Jest takie miejsce, gdzie wyrażenie „psia dola” nabiera koszmarnego wydźwięku.
Jest takie miejsce, gdzie największy czworonożny optymista popada w otchłań rozpaczy.
Jest takie miejsce, gdzie przez tęczowy most codziennie odchodzą kolejne psie istnienia.
W tym miejscu był on. Wciśnięty w kąt, przerażony, załamany.
Na szczęście są jeszcze na świecie ludzie dobrej woli, dzięki którym to właśnie on dostał szansę. Szansę na lepsze życie i na własne imię.
Harry, bo tak został nazwany anonimowy psiak, zamieszkał w hotelu dla psów w potrzebie. I wówczas stał się cud!
Ogonek rozmachał się w nieprzerwanym tańcu radości. Uszka stanęły a różowy jęzor zaczął rozdawać buziaki.
Zamiast wystraszonego, zdezorientowanego psa zobaczyliśmy wulkan energii i optymizmu. Jeden dzień poza schroniskiem totalnie odmienił zachowanie Harryego.

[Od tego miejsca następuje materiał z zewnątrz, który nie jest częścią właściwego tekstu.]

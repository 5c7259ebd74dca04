//! Grouping of overlapping candidates into one rectangle per detection.
//!
//! Candidates are partitioned with union-find under [`similar`], each class is
//! averaged into a representative rectangle whose weight is the class size,
//! classes with too little support are dropped, and small classes sitting
//! inside a better-supported one are suppressed.

use crate::{reserve, DetectError, WeightedRect};
#[cfg(feature = "tracing")]
use tracing::instrument;

/// Whether two rectangles describe the same object within tolerance `eps`.
///
/// All four edges must move by at most
/// `eps * (min(w1, w2) + min(h1, h2)) / 2`.
#[inline]
pub fn similar(a: &WeightedRect, b: &WeightedRect, eps: f32) -> bool {
    let delta = eps * (a.width.min(b.width) + a.height.min(b.height)) as f32 * 0.5;
    ((a.x - b.x).abs() as f32) <= delta
        && ((a.y - b.y).abs() as f32) <= delta
        && ((a.right() - b.right()).abs() as f32) <= delta
        && ((a.bottom() - b.bottom()).abs() as f32) <= delta
}

/// Union-find forest with union by rank and path compression.
#[derive(Clone, Debug)]
pub struct DisjointSet {
    parent: Vec<Option<usize>>,
    rank: Vec<u32>,
    class: Vec<Option<usize>>,
}

impl DisjointSet {
    /// `n` singleton trees.
    pub fn new(n: usize) -> Result<Self, DetectError> {
        let mut parent = Vec::new();
        let mut rank = Vec::new();
        let mut class = Vec::new();
        reserve(&mut parent, n)?;
        reserve(&mut rank, n)?;
        reserve(&mut class, n)?;
        parent.resize(n, None);
        rank.resize(n, 0);
        class.resize(n, None);
        Ok(Self {
            parent,
            rank,
            class,
        })
    }

    /// Root of `node`'s tree, without modifying the forest.
    #[inline]
    pub fn root(&self, mut node: usize) -> usize {
        while let Some(p) = self.parent[node] {
            node = p;
        }
        node
    }

    /// Point every node on the path from `node` directly at `root`.
    fn compress(&mut self, mut node: usize, root: usize) {
        while let Some(p) = self.parent[node] {
            self.parent[node] = Some(root);
            node = p;
        }
    }

    /// Merge the trees of `a` and `b`, returning the new root.
    ///
    /// The higher-ranked root wins; on a tie `b`'s root wins and its rank
    /// grows. Both paths are compressed onto the surviving root.
    pub fn union(&mut self, a: usize, b: usize) -> usize {
        let ra = self.root(a);
        let rb = self.root(b);
        if ra == rb {
            return ra;
        }
        let root = if self.rank[ra] > self.rank[rb] {
            self.parent[rb] = Some(ra);
            ra
        } else {
            self.parent[ra] = Some(rb);
            if self.rank[ra] == self.rank[rb] {
                self.rank[rb] += 1;
            }
            rb
        };
        self.compress(b, root);
        self.compress(a, root);
        root
    }

    /// Class id of `node`'s tree; ids are handed out in order of first query.
    fn class_of(&mut self, node: usize, next: &mut usize) -> usize {
        let root = self.root(node);
        *self.class[root].get_or_insert_with(|| {
            let id = *next;
            *next += 1;
            id
        })
    }
}

/// Class label per input plus the number of classes.
#[derive(Clone, Debug, PartialEq, Eq)]
pub struct Partition {
    pub labels: Vec<usize>,
    pub classes: usize,
}

/// Partition `rects` into equivalence classes of the [`similar`] relation.
///
/// Labels are numbered by the first input index of each class, so the result
/// does not depend on how the forest happened to be shaped.
pub fn partition(rects: &[WeightedRect], eps: f32) -> Result<Partition, DetectError> {
    let n = rects.len();
    let mut set = DisjointSet::new(n)?;

    for i in 0..n {
        for j in 0..n {
            if i == j || !similar(&rects[i], &rects[j], eps) {
                continue;
            }
            set.union(i, j);
        }
    }

    let mut labels = Vec::new();
    reserve(&mut labels, n)?;
    let mut classes = 0;
    for i in 0..n {
        labels.push(set.class_of(i, &mut classes));
    }
    Ok(Partition { labels, classes })
}

#[derive(Clone, Copy, Default)]
struct ClassSum {
    x: i64,
    y: i64,
    width: i64,
    height: i64,
    count: u32,
}

#[inline]
fn average(total: i64, scale: f32) -> i32 {
    (total as f32 * scale).round_ties_even() as i32
}

/// Group raw candidates into averaged detections.
///
/// A class survives when its support is strictly greater than
/// `group_threshold`. A surviving class `i` is then dropped if it lies inside
/// another surviving class `j` grown by `eps` of `j`'s size on every side and
/// `j` has support above `max(3, support_i)`, or `support_i < 3`.
///
/// Output rectangles are rounded member averages and are not clipped; a group
/// hugging the image border may extend one pixel past it.
#[cfg_attr(
    feature = "tracing",
    instrument(level = "debug", skip(rects), fields(candidates = rects.len()))
)]
pub fn group_rectangles(
    rects: &[WeightedRect],
    group_threshold: u32,
    eps: f32,
) -> Result<Vec<WeightedRect>, DetectError> {
    let Partition { labels, classes } = partition(rects, eps)?;

    let mut sums = Vec::new();
    reserve(&mut sums, classes)?;
    sums.resize(classes, ClassSum::default());
    for (r, &cls) in rects.iter().zip(&labels) {
        let s = &mut sums[cls];
        s.x += r.x as i64;
        s.y += r.y as i64;
        s.width += r.width as i64;
        s.height += r.height as i64;
        s.count += 1;
    }

    let mut groups = Vec::new();
    reserve(&mut groups, classes)?;
    for s in &sums {
        let inv = 1.0f32 / s.count as f32;
        groups.push(WeightedRect {
            x: average(s.x, inv),
            y: average(s.y, inv),
            width: average(s.width, inv),
            height: average(s.height, inv),
            weight: s.count,
        });
    }

    let mut out = Vec::new();
    for (i, r1) in groups.iter().enumerate() {
        let n1 = r1.weight;
        if n1 <= group_threshold {
            continue;
        }

        let swallowed = groups.iter().enumerate().any(|(j, r2)| {
            let n2 = r2.weight;
            if j == i || n2 <= group_threshold {
                return false;
            }
            let dx = (r2.width as f32 * eps).round_ties_even() as i32;
            let dy = (r2.height as f32 * eps).round_ties_even() as i32;
            r1.x >= r2.x - dx
                && r1.y >= r2.y - dy
                && r1.right() <= r2.right() + dx
                && r1.bottom() <= r2.bottom() + dy
                && (n2 > n1.max(3) || n1 < 3)
        });

        if !swallowed {
            reserve(&mut out, 1)?;
            out.push(*r1);
        }
    }
    Ok(out)
}

#[cfg(test)]
mod tests {
    use super::*;
    use crate::DEFAULT_GROUP_EPS;

    fn rect(x: i32, y: i32, w: i32, h: i32) -> WeightedRect {
        WeightedRect::new(x, y, w, h)
    }

    #[test]
    fn similarity_uses_smaller_extents() {
        let a = rect(0, 0, 40, 40);
        // delta = 0.2 * (40 + 40) / 2 = 8
        assert!(similar(&a, &rect(8, 8, 40, 40), DEFAULT_GROUP_EPS));
        assert!(!similar(&a, &rect(9, 0, 40, 40), DEFAULT_GROUP_EPS));
        assert!(similar(&a, &a, 0.0));
        // far edge moves by 9 > 8
        assert!(!similar(&a, &rect(0, 0, 49, 40), DEFAULT_GROUP_EPS));
    }

    #[test]
    fn union_by_rank_compresses_paths() {
        let mut set = DisjointSet::new(4).expect("set");
        let r = set.union(0, 1);
        assert_eq!(r, 1);
        let r = set.union(2, 1);
        assert_eq!(r, 1);
        let r = set.union(3, 2);
        assert_eq!(r, 1);
        for i in 0..4 {
            assert_eq!(set.root(i), 1);
        }
        assert_eq!(set.parent[3], Some(1));
    }

    #[test]
    fn partition_is_transitive_in_any_order() {
        // a ~ b and b ~ c, but a is not similar to c
        let a = rect(0, 0, 40, 40);
        let b = rect(6, 0, 40, 40);
        let c = rect(12, 0, 40, 40);
        assert!(similar(&a, &b, DEFAULT_GROUP_EPS));
        assert!(similar(&b, &c, DEFAULT_GROUP_EPS));
        assert!(!similar(&a, &c, DEFAULT_GROUP_EPS));

        let orders = [[a, b, c], [a, c, b], [b, a, c], [b, c, a], [c, a, b], [c, b, a]];
        for order in orders {
            let p = partition(&order, DEFAULT_GROUP_EPS).expect("partition");
            assert_eq!(p.classes, 1);
            assert_eq!(p.labels, vec![0, 0, 0]);
        }
    }

    #[test]
    fn distant_rectangles_stay_apart() {
        let a = rect(0, 0, 40, 40);
        let b = rect(30, 30, 40, 40);
        let p = partition(&[a, b], DEFAULT_GROUP_EPS).expect("partition");
        assert_eq!(p.classes, 2);
        assert_eq!(p.labels, vec![0, 1]);
    }

    #[test]
    fn labels_follow_first_appearance() {
        let a = rect(100, 100, 20, 20);
        let b = rect(0, 0, 20, 20);
        let rects = [a, b, a, b, b];
        let p = partition(&rects, DEFAULT_GROUP_EPS).expect("partition");
        assert_eq!(p.labels, vec![0, 1, 0, 1, 1]);
    }

    #[test]
    fn repeated_candidate_collapses_with_full_support() {
        let r = rect(17, 23, 44, 44);
        let grouped = group_rectangles(&[r; 5], 3, DEFAULT_GROUP_EPS).expect("group");
        assert_eq!(grouped, vec![WeightedRect { weight: 5, ..r }]);
    }

    #[test]
    fn support_equal_to_threshold_is_dropped() {
        let r = rect(10, 10, 30, 30);
        assert!(group_rectangles(&[r; 3], 3, DEFAULT_GROUP_EPS)
            .expect("group")
            .is_empty());
        assert_eq!(group_rectangles(&[r; 4], 3, DEFAULT_GROUP_EPS).expect("group").len(), 1);
    }

    #[test]
    fn members_are_averaged_with_rounding() {
        let rects = [rect(10, 10, 40, 40), rect(11, 12, 41, 40), rect(12, 10, 40, 43)];
        let grouped = group_rectangles(&rects, 1, DEFAULT_GROUP_EPS).expect("group");
        // x 33/3 = 11, y 32/3 = 10.67, w 121/3 = 40.33, h 123/3 = 41
        assert_eq!(grouped, vec![WeightedRect {
            x: 11,
            y: 11,
            width: 40,
            height: 41,
            weight: 3
        }]);
    }

    #[test]
    fn weak_nested_group_is_suppressed() {
        let big = rect(100, 100, 80, 80);
        let small = rect(120, 120, 30, 30);
        let mut rects = vec![big; 6];
        rects.extend([small; 2]);

        let grouped = group_rectangles(&rects, 1, DEFAULT_GROUP_EPS).expect("group");
        assert_eq!(grouped, vec![WeightedRect { weight: 6, ..big }]);
    }

    #[test]
    fn nested_group_with_more_support_survives() {
        let big = rect(100, 100, 80, 80);
        let small = rect(120, 120, 30, 30);
        let mut rects = vec![big; 4];
        rects.extend([small; 5]);

        let grouped = group_rectangles(&rects, 1, DEFAULT_GROUP_EPS).expect("group");
        assert_eq!(grouped.len(), 2);
        assert!(grouped.contains(&WeightedRect { weight: 5, ..small }));
        assert!(grouped.contains(&WeightedRect { weight: 4, ..big }));
    }

    #[test]
    fn tied_support_keeps_both_groups() {
        let big = rect(100, 100, 80, 80);
        let small = rect(120, 120, 30, 30);
        let mut rects = vec![big; 4];
        rects.extend([small; 4]);

        let grouped = group_rectangles(&rects, 1, DEFAULT_GROUP_EPS).expect("group");
        assert_eq!(grouped.len(), 2);
    }

    #[test]
    fn nested_group_below_three_is_suppressed_by_equal_support() {
        let big = rect(100, 100, 80, 80);
        let small = rect(120, 120, 30, 30);
        let rects = [big, big, small, small];

        // 2 > max(3, 2) fails, so only support < 3 drops the inner group
        let grouped = group_rectangles(&rects, 1, DEFAULT_GROUP_EPS).expect("group");
        assert_eq!(grouped, vec![WeightedRect { weight: 2, ..big }]);
    }

    #[test]
    fn containment_margin_is_inclusive() {
        let big = rect(100, 100, 80, 80);
        let grouped_with = |inner_x: i32| {
            let inner = rect(inner_x, 120, 30, 30);
            let mut rects = vec![big; 6];
            rects.extend([inner; 2]);
            group_rectangles(&rects, 1, DEFAULT_GROUP_EPS).expect("group")
        };

        // dx = round(80 * 0.2) = 16, so the grown box starts at x = 84
        assert_eq!(grouped_with(84), vec![WeightedRect { weight: 6, ..big }]);

        let kept = grouped_with(83);
        assert_eq!(kept.len(), 2);
        assert!(kept.contains(&WeightedRect {
            weight: 2,
            ..rect(83, 120, 30, 30)
        }));
    }

    #[test]
    fn regrouping_separated_output_is_stable() {
        let rects = [
            rect(0, 0, 30, 30),
            rect(1, 0, 30, 30),
            rect(0, 1, 30, 30),
            rect(200, 40, 60, 60),
            rect(202, 42, 60, 60),
            rect(90, 150, 24, 24),
        ];
        let first = group_rectangles(&rects, 0, DEFAULT_GROUP_EPS).expect("group");
        assert_eq!(first.len(), 3);

        let singles: Vec<WeightedRect> = first
            .iter()
            .map(|r| WeightedRect { weight: 0, ..*r })
            .collect();
        let second = group_rectangles(&singles, 0, DEFAULT_GROUP_EPS).expect("group");
        let geometry = |v: &[WeightedRect]| -> Vec<(i32, i32, i32, i32)> {
            v.iter().map(|r| (r.x, r.y, r.width, r.height)).collect()
        };
        assert_eq!(geometry(&second), geometry(&first));
        assert!(second.iter().all(|r| r.weight == 1));
    }

    #[test]
    fn empty_input_groups_to_nothing() {
        assert!(group_rectangles(&[], 1, DEFAULT_GROUP_EPS)
            .expect("group")
            .is_empty());
    }
}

Jeszcze troszkę się boi – zakładania obroży, podniesionej ręki… ale z pewnością szybko przezwycięży i ten strach.
Harry jest młodym psem, maksymalnie 2 letnim. Jest łagodny do ludzi i zwierząt. Nie ma w nim nawet cienia agresji. Jest zdrowy a przed adopcją zostanie wykastrowany.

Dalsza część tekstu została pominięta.